(147g) Codelivery of Doxorubicin and Paclitaxel By Crosslinked Multilamellar Liposome Enables Synergistic Antitumor Activity

Combining chemotherapeutics is a promising method of improving cancer treatment; however, the clinical success of combination therapy is limited by the distinct pharmacokinetics of combined drugs, which leads to non-uniform distribution. In this study, we report a new robust approach to load two drugs with different hydrophilicities into a single crosslinked multilamellar liposomal vesicle (cMLV) to precisely control the drug ratio that reaches the tumor in vivo.
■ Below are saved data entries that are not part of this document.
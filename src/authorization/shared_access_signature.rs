use std::time::Duration;

use base64::{engine::general_purpose::STANDARD, Engine as _};
use hmac::{Hmac, Mac};
use sha2::Sha256;
use time::OffsetDateTime;

use crate::constants::{DEFAULT_SAS_TOKEN_VALIDITY, MAXIMUM_KEY_LENGTH, MAXIMUM_KEY_NAME_LENGTH};

type HmacSha256 = Hmac<Sha256>;

const SIGNATURE_PREFIX: &str = "SharedAccessSignature";
const SIGNED_RESOURCE_TOKEN: &str = "sr";
const SIGNATURE_TOKEN: &str = "sig";
const SIGNED_EXPIRY_TOKEN: &str = "se";
const SIGNED_KEY_NAME_TOKEN: &str = "skn";

/// Error creating or parsing a [`SharedAccessSignature`]
#[derive(Debug, Clone, PartialEq, Eq, thiserror::Error)]
pub enum SasError {
    /// The key name is empty or too long
    #[error("The shared access key name must be between 1 and {} characters", MAXIMUM_KEY_NAME_LENGTH)]
    InvalidKeyName,

    /// The key is empty or too long
    #[error("The shared access key must be between 1 and {} characters", MAXIMUM_KEY_LENGTH)]
    InvalidKey,

    /// The signed resource is empty
    #[error("The signed resource cannot be empty")]
    EmptyResource,

    /// The key cannot be used with HMAC-SHA256
    #[error("The shared access key cannot be used for signing")]
    InvalidSigningKey,

    /// The signature string is not a shared access signature
    #[error("The value is not a valid shared access signature")]
    InvalidSignature,
}

/// A shared access signature used to authorize access to an Event Hub.
#[derive(Clone, PartialEq, Eq)]
pub struct SharedAccessSignature {
    resource: String,
    shared_access_key_name: Option<String>,
    shared_access_key: Option<String>,
    expiration: OffsetDateTime,
    value: String,
}

impl std::fmt::Debug for SharedAccessSignature {
    fn fmt(&self, f: &mut std::fmt::Formatter<'_>) -> std::fmt::Result {
        f.debug_struct("SharedAccessSignature")
            .field("resource", &self.resource)
            .field("shared_access_key_name", &self.shared_access_key_name)
            .field("expiration", &self.expiration)
            .finish_non_exhaustive()
    }
}

impl SharedAccessSignature {
    /// Creates a signature for `resource` from a shared access key, valid for `validity`
    /// (one hour if `None`).
    pub fn try_from_parts(
        resource: impl Into<String>,
        shared_access_key_name: impl Into<String>,
        shared_access_key: impl Into<String>,
        validity: Option<Duration>,
    ) -> Result<Self, SasError> {
        let resource = resource.into();
        let shared_access_key_name = shared_access_key_name.into();
        let shared_access_key = shared_access_key.into();

        if resource.is_empty() {
            return Err(SasError::EmptyResource);
        }
        if shared_access_key_name.is_empty()
            || shared_access_key_name.len() > MAXIMUM_KEY_NAME_LENGTH
        {
            return Err(SasError::InvalidKeyName);
        }
        if shared_access_key.is_empty() || shared_access_key.len() > MAXIMUM_KEY_LENGTH {
            return Err(SasError::InvalidKey);
        }

        let expiration =
            OffsetDateTime::now_utc() + validity.unwrap_or(DEFAULT_SAS_TOKEN_VALIDITY);
        let value = build_signature(
            &resource,
            &shared_access_key_name,
            &shared_access_key,
            expiration,
        )?;

        Ok(Self {
            resource,
            shared_access_key_name: Some(shared_access_key_name),
            shared_access_key: Some(shared_access_key),
            expiration,
            value,
        })
    }

    /// Wraps a pre-computed signature, reading its signed resource and expiry.
    pub fn try_from_signature(signature: impl Into<String>) -> Result<Self, SasError> {
        let value = signature.into();
        let fields = value
            .strip_prefix(SIGNATURE_PREFIX)
            .ok_or(SasError::InvalidSignature)?
            .trim_start();

        let mut resource = None;
        let mut expiry = None;
        let mut key_name = None;
        for pair in fields.split('&') {
            let (token, field) = pair.split_once('=').ok_or(SasError::InvalidSignature)?;
            let field = urlencoding::decode(field).map_err(|_| SasError::InvalidSignature)?;
            match token {
                SIGNED_RESOURCE_TOKEN => resource = Some(field.into_owned()),
                SIGNED_EXPIRY_TOKEN => expiry = Some(field.into_owned()),
                SIGNED_KEY_NAME_TOKEN => key_name = Some(field.into_owned()),
                _ => {}
            }
        }

        let resource = resource
            .filter(|r| !r.is_empty())
            .ok_or(SasError::InvalidSignature)?;
        let expiration = expiry
            .and_then(|se| se.parse::<i64>().ok())
            .and_then(|se| OffsetDateTime::from_unix_timestamp(se).ok())
            .ok_or(SasError::InvalidSignature)?;

        Ok(Self {
            resource,
            shared_access_key_name: key_name,
            shared_access_key: None,
            expiration,
            value,
        })
    }

    /// The resource the signature grants access to
    pub fn resource(&self) -> &str {
        &self.resource
    }

    /// The name of the key used to sign, if known
    pub fn shared_access_key_name(&self) -> Option<&str> {
        self.shared_access_key_name.as_deref()
    }

    /// When the signature stops being valid
    pub fn expiration(&self) -> OffsetDateTime {
        self.expiration
    }

    /// The `SharedAccessSignature sr=...` string presented to the service
    pub fn value(&self) -> &str {
        &self.value
    }

    /// Whether the signature can be regenerated after it expires
    pub fn can_renew(&self) -> bool {
        self.shared_access_key.is_some()
    }
}

fn build_signature(
    resource: &str,
    key_name: &str,
    key: &str,
    expiration: OffsetDateTime,
) -> Result<String, SasError> {
    let encoded_resource = urlencoding::encode(resource);
    let expiry = expiration.unix_timestamp();
    let string_to_sign = format!("{}\n{}", encoded_resource, expiry);

    let mut mac =
        HmacSha256::new_from_slice(key.as_bytes()).map_err(|_| SasError::InvalidSigningKey)?;
    mac.update(string_to_sign.as_bytes());
    let signature = STANDARD.encode(mac.finalize().into_bytes());

    Ok(format!(
        "{} {}={}&{}={}&{}={}&{}={}",
        SIGNATURE_PREFIX,
        SIGNED_RESOURCE_TOKEN,
        encoded_resource,
        SIGNATURE_TOKEN,
        urlencoding::encode(&signature),
        SIGNED_EXPIRY_TOKEN,
        expiry,
        SIGNED_KEY_NAME_TOKEN,
        urlencoding::encode(key_name),
    ))
}

#[cfg(test)]
mod tests {
    use super::*;

    const RESOURCE: &str = "amqps://ns.servicebus.windows.net/hub";

    #[test]
    fn try_from_parts_produces_verifiable_signature() {
        let sas = SharedAccessSignature::try_from_parts(
            RESOURCE,
            "keyName",
            "key",
            Some(Duration::from_secs(4 * 60 * 60)),
        )
        .unwrap();

        let expiry = sas.expiration().unix_timestamp();
        let encoded_resource = urlencoding::encode(RESOURCE);
        let mut mac = HmacSha256::new_from_slice(b"key").unwrap();
        mac.update(format!("{}\n{}", encoded_resource, expiry).as_bytes());
        let expected_sig = urlencoding::encode(&STANDARD.encode(mac.finalize().into_bytes()))
            .into_owned();

        let expected = format!(
            "SharedAccessSignature sr={}&sig={}&se={}&skn=keyName",
            encoded_resource, expected_sig, expiry
        );
        assert_eq!(sas.value(), expected);
        assert!(sas.can_renew());
    }

    #[test]
    fn try_from_parts_defaults_to_one_hour() {
        let before = OffsetDateTime::now_utc();
        let sas = SharedAccessSignature::try_from_parts(RESOURCE, "name", "key", None).unwrap();
        let validity = sas.expiration() - before;
        assert!(validity >= time::Duration::hours(1));
        assert!(validity < time::Duration::minutes(61));
    }

    #[test]
    fn try_from_parts_validates_inputs() {
        assert_eq!(
            SharedAccessSignature::try_from_parts("", "name", "key", None),
            Err(SasError::EmptyResource)
        );
        assert_eq!(
            SharedAccessSignature::try_from_parts(RESOURCE, "", "key", None),
            Err(SasError::InvalidKeyName)
        );
        assert_eq!(
            SharedAccessSignature::try_from_parts(
                RESOURCE,
                "n".repeat(MAXIMUM_KEY_NAME_LENGTH + 1),
                "key",
                None
            ),
            Err(SasError::InvalidKeyName)
        );
        assert_eq!(
            SharedAccessSignature::try_from_parts(RESOURCE, "name", "", None),
            Err(SasError::InvalidKey)
        );
    }

    #[test]
    fn try_from_signature_reads_generated_signature() {
        let generated =
            SharedAccessSignature::try_from_parts(RESOURCE, "keyName", "key", None).unwrap();

        let parsed = SharedAccessSignature::try_from_signature(generated.value()).unwrap();

        assert_eq!(parsed.resource(), RESOURCE);
        assert_eq!(parsed.shared_access_key_name(), Some("keyName"));
        assert_eq!(
            parsed.expiration().unix_timestamp(),
            generated.expiration().unix_timestamp()
        );
        assert!(!parsed.can_renew());
    }

    #[test]
    fn try_from_signature_rejects_other_values() {
        assert_eq!(
            SharedAccessSignature::try_from_signature("Bearer abc"),
            Err(SasError::InvalidSignature)
        );
        assert_eq!(
            SharedAccessSignature::try_from_signature("SharedAccessSignature sr=a&sig=b"),
            Err(SasError::InvalidSignature)
        );
    }

    #[test]
    fn debug_output_does_not_contain_key() {
        let sas =
            SharedAccessSignature::try_from_parts(RESOURCE, "name", "super-secret", None).unwrap();
        assert!(!format!("{:?}", sas).contains("super-secret"));
    }
}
The stability of cMLVs improves the loading efficiency and sustained release of doxorubicin (Dox) and paclitaxel (PTX), maximizing the combined therapeutic effect and minimizing the systemic toxicity. Furthermore, we show that the cMLV formulation maintains specific drug ratios in vivo for over 24 hours, enabling the ratio-dependent combination synergy seen in vitro to translate to in vivo antitumor activity and giving us control over another parameter important to combination therapy. Moreover, this delivery approach significantly overcomes MDR by reducing the expression of P-glycoprotein (P-gp) in cancer cells, thus improving antitumor activity in vivo. This combinatorial delivery system may provide a new strategy for synergistic delivery of multiple chemotherapeutics with a ratiometric control over encapsulated drugs to treat cancer and other diseases.